Raymond Gagné, acériculteur dans la Beauce, nous avait raconté, l'automne dernier, comment il s'était appliqué à entailler ses 8500 érables dès le mois d'octobre dans le but d'en récolter immédiatement la sève et de la transformer en sirop.

Sirop d'érable d'automne: pas la panacée

La nature se moque bien des dollars. Les producteurs de sirop d'érable qui ont bouilli la sève de leurs érables à l'automne plutôt qu'au printemps ont certes dégagé un petit profit, mais ils ont aussi travaillé davantage et fait vieillir leurs arbres prématurément.
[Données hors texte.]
//! Record id normalization and assignment.
//!
//! Ids are stored as strings, but a hand-edited file may carry JSON numbers.
//! Both sides of every comparison go through [`normalize_id`] so that `"3"`,
//! `3` and `3.0` all address the same record.

use serde_json::Value;

/// Coerce a stored id value to its string form.
///
/// Strings are returned as-is, numbers are rendered without a trailing `.0`
/// when integral. Any other JSON kind has no id form.
pub fn normalize_id(value: &Value) -> Option<String> {
    match value {
        Value::String(s) => Some(s.clone()),
        Value::Number(n) => {
            if let Some(u) = n.as_u64() {
                Some(u.to_string())
            } else if let Some(i) = n.as_i64() {
                Some(i.to_string())
            } else {
                n.as_f64().map(|f| {
                    if f.is_finite() && f.fract() == 0.0 && f.abs() < i64::MAX as f64 {
                        (f as i64).to_string()
                    } else {
                        f.to_string()
                    }
                })
            }
        }
        _ => None,
    }
}

/// Loose id equality: the stored value matches when its normalized form
/// equals the requested id.
pub fn id_matches(stored: &Value, requested: &str) -> bool {
    normalize_id(stored).is_some_and(|id| id == requested)
}

/// Leading integer of an id, read the way `parseInt` reads it: optional
/// whitespace and sign, then as many digits as there are. `"3abc"` is 3,
/// `"-2"` is -2, `"abc"` has none. Magnitudes past `u64::MAX` saturate.
fn numeric_id(id: &str) -> Option<i128> {
    let trimmed = id.trim_start();
    let (negative, rest) = match trimmed.as_bytes().first() {
        Some(b'-') => (true, &trimmed[1..]),
        Some(b'+') => (false, &trimmed[1..]),
        _ => (false, trimmed),
    };
    let digits = rest.bytes().take_while(u8::is_ascii_digit);
    let mut seen = false;
    let magnitude = digits.fold(0u64, |acc, b| {
        seen = true;
        acc.saturating_mul(10).saturating_add(u64::from(b - b'0'))
    });
    if !seen {
        return None;
    }
    let value = i128::from(magnitude);
    Some(if negative { -value } else { value })
}

/// Next id for a collection: one past the largest numeric id, never below
/// `"1"`. Ids without a leading integer are skipped. `None` once the largest
/// id is `u64::MAX`.
pub fn next_id<'a, I>(ids: I) -> Option<String>
where
    I: IntoIterator<Item = &'a Value>,
{
    let max = ids
        .into_iter()
        .filter_map(normalize_id)
        .filter_map(|id| numeric_id(&id))
        .max()
        .unwrap_or(0)
        .max(0);
    u64::try_from(max)
        .ok()?
        .checked_add(1)
        .map(|next| next.to_string())
}
//! Record stores - whole-collection CRUD over student records.
//!
//! A store owns the persisted collection. Every operation reads the full
//! collection first, so the store always reflects the last successful write;
//! mutations then write the full collection back.
//!
//! ## Example
//!
//! ```ignore
//! use student_records::{JsonFileStore, RecordStore};
//! use serde_json::json;
//!
//! let store = JsonFileStore::new("data/students.json");
//! let fields = json!({ "name": "Ada", "age": 16, "className": "10A" });
//! let created = store.insert(fields.as_object().unwrap().clone())?;
//! assert_eq!(store.find_by_id("1"), Some(created));
//! ```

mod collection;
mod in_memory;
mod json_file;

pub use collection::Collection;
pub use in_memory::InMemoryRecordStore;
pub use json_file::{JsonFileStore, LoadFailure};

use std::sync::Arc;

use crate::error::StoreError;
use crate::record::{Fields, StudentRecord};

/// Whole-collection CRUD storage for student records.
pub trait RecordStore: Send + Sync {
    /// Load the full collection.
    ///
    /// Never fails: a collection that cannot be loaded is empty.
    fn load_all(&self) -> Collection;

    /// Get a record by id (loose equality, first match).
    fn find_by_id(&self, id: &str) -> Option<StudentRecord> {
        self.load_all().get(id).cloned()
    }

    /// Assign the next id, append the record and persist.
    fn insert(&self, fields: Fields) -> Result<StudentRecord, StoreError>;

    /// Shallow-merge `patch` onto an existing record and persist.
    fn update_by_id(&self, id: &str, patch: Fields) -> Result<StudentRecord, StoreError>;

    /// Remove a record and persist. Returns the removed record.
    fn delete_by_id(&self, id: &str) -> Result<StudentRecord, StoreError>;
}

impl<S: RecordStore + ?Sized> RecordStore for Arc<S> {
    fn load_all(&self) -> Collection {
        (**self).load_all()
    }

    fn find_by_id(&self, id: &str) -> Option<StudentRecord> {
        (**self).find_by_id(id)
    }

    fn insert(&self, fields: Fields) -> Result<StudentRecord, StoreError> {
        (**self).insert(fields)
    }

    fn update_by_id(&self, id: &str, patch: Fields) -> Result<StudentRecord, StoreError> {
        (**self).update_by_id(id, patch)
    }

    fn delete_by_id(&self, id: &str) -> Result<StudentRecord, StoreError> {
        (**self).delete_by_id(id)
    }
}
Rien pour les inciter à récidiver.
Raymond Gagné, acériculteur à Saint-Pierre-de-Broughton, dans la Beauce, nous avait raconté, l'automne dernier, comment il s'était appliqué à entailler ses 8500 érables dès le mois d'octobre dans le but d'en récolter immédiatement la sève et de la transformer en sirop. La pénurie causée par la mauvaise récolte 2008, qui a temporairement dopé les prix du sirop, laissait présager de bons profits. Le Soleil a repris contact avec l'agriculteur pour dresser un bilan de l'opération.
M. Gagné a finalement sorti une quinzaine de barils du produit fini, comparativement aux 50 qu'il rapporte habituellement au printemps. Il a toutefois dû bouillir deux fois plus d'eau d'érable qu'à l'habitude, puisqu'elle était moitié moins sucrée. Le précieux liquide, fortement primé, a été vendu 4,50 $ la livre, au lieu des 2,75 $ obtenus ces dernières semaines. Une bonne affaire, donc, mais qui cache énormément d'heures de travail.
Car l'homme et son fils ont dû réentailler leurs érables deux fois ce printemps. Les petits trous qu'ils avaient percés en octobre coulaient à peine. Même en les creusant un peu plus profondément, ce qu'ils avaient prévu dès le début, la sève ne s'est pas pointée en quantité. Chez les voisins, pourtant, c'était la manne.
«Même rafraîchie, l'entaille d'automne n'est pas bonne pour le printemps», a été forcé de constater M. Gagné. Craignant de manquer le bateau, il a refait le tour de l'érablière et repositionné tous les chalumeaux. Il n'avait pas terminé que l'eau d'érable coulait abondamment, à son grand soulagement.
Le paternel ne croit pas avoir perdu d'eau, sauf peut-être pendant la période de flottement entre les deux opérations d'entaillage du printemps. Des recherches antérieures menées par le centre ACER, spécialisé en acériculture, laissaient supposer que l'eau d'érable recueillie à l'automne devait tout simplement être soustraite du bilan printanier.
Érables abîmés
M. Gagné est allé aux nouvelles auprès d'acériculteurs qui, comme lui, ont produit du sirop à l'automne. Ceux qui n'ont pas réentaillé ont été très déçus. Les autres ont travaillé très fort, tout comme leurs arbres d'ailleurs.
Chaque fois qu'un érable est entaillé, il subit un choc. Autour du trou, le bois meurt tranquillement. À long terme, cela réduit la surface où l'arbre peut être entaillé de nouveau car il faut éviter les endroits nécrosés.
«Il n'y a personne qui a eu la piqûre. Au prix de la convention [de mise en marché collective], personne ne pense à ça pour l'automne prochain», résume M. Gagné, soucieux de ne pas abîmer inutilement ses érables, qu'il chouchoute depuis plus de 50 ans.
Il est impossible de savoir quelle quantité de sirop d'automne a été produite au Québec en 2008 puisque toute vente est interdite entre la fin de septembre et le début de mars, explique Simon Trépanier, directeur général adjoint de la Fédération des producteurs acéricoles du Québec. Les données sur les premières quantités mises en circulation en mars ne permettent pas de faire la différence entre le sirop d'automne, le sirop fraîchement bouilli dans les régions plus chaudes et le sirop retourné sur le marché après une période d'entreposage.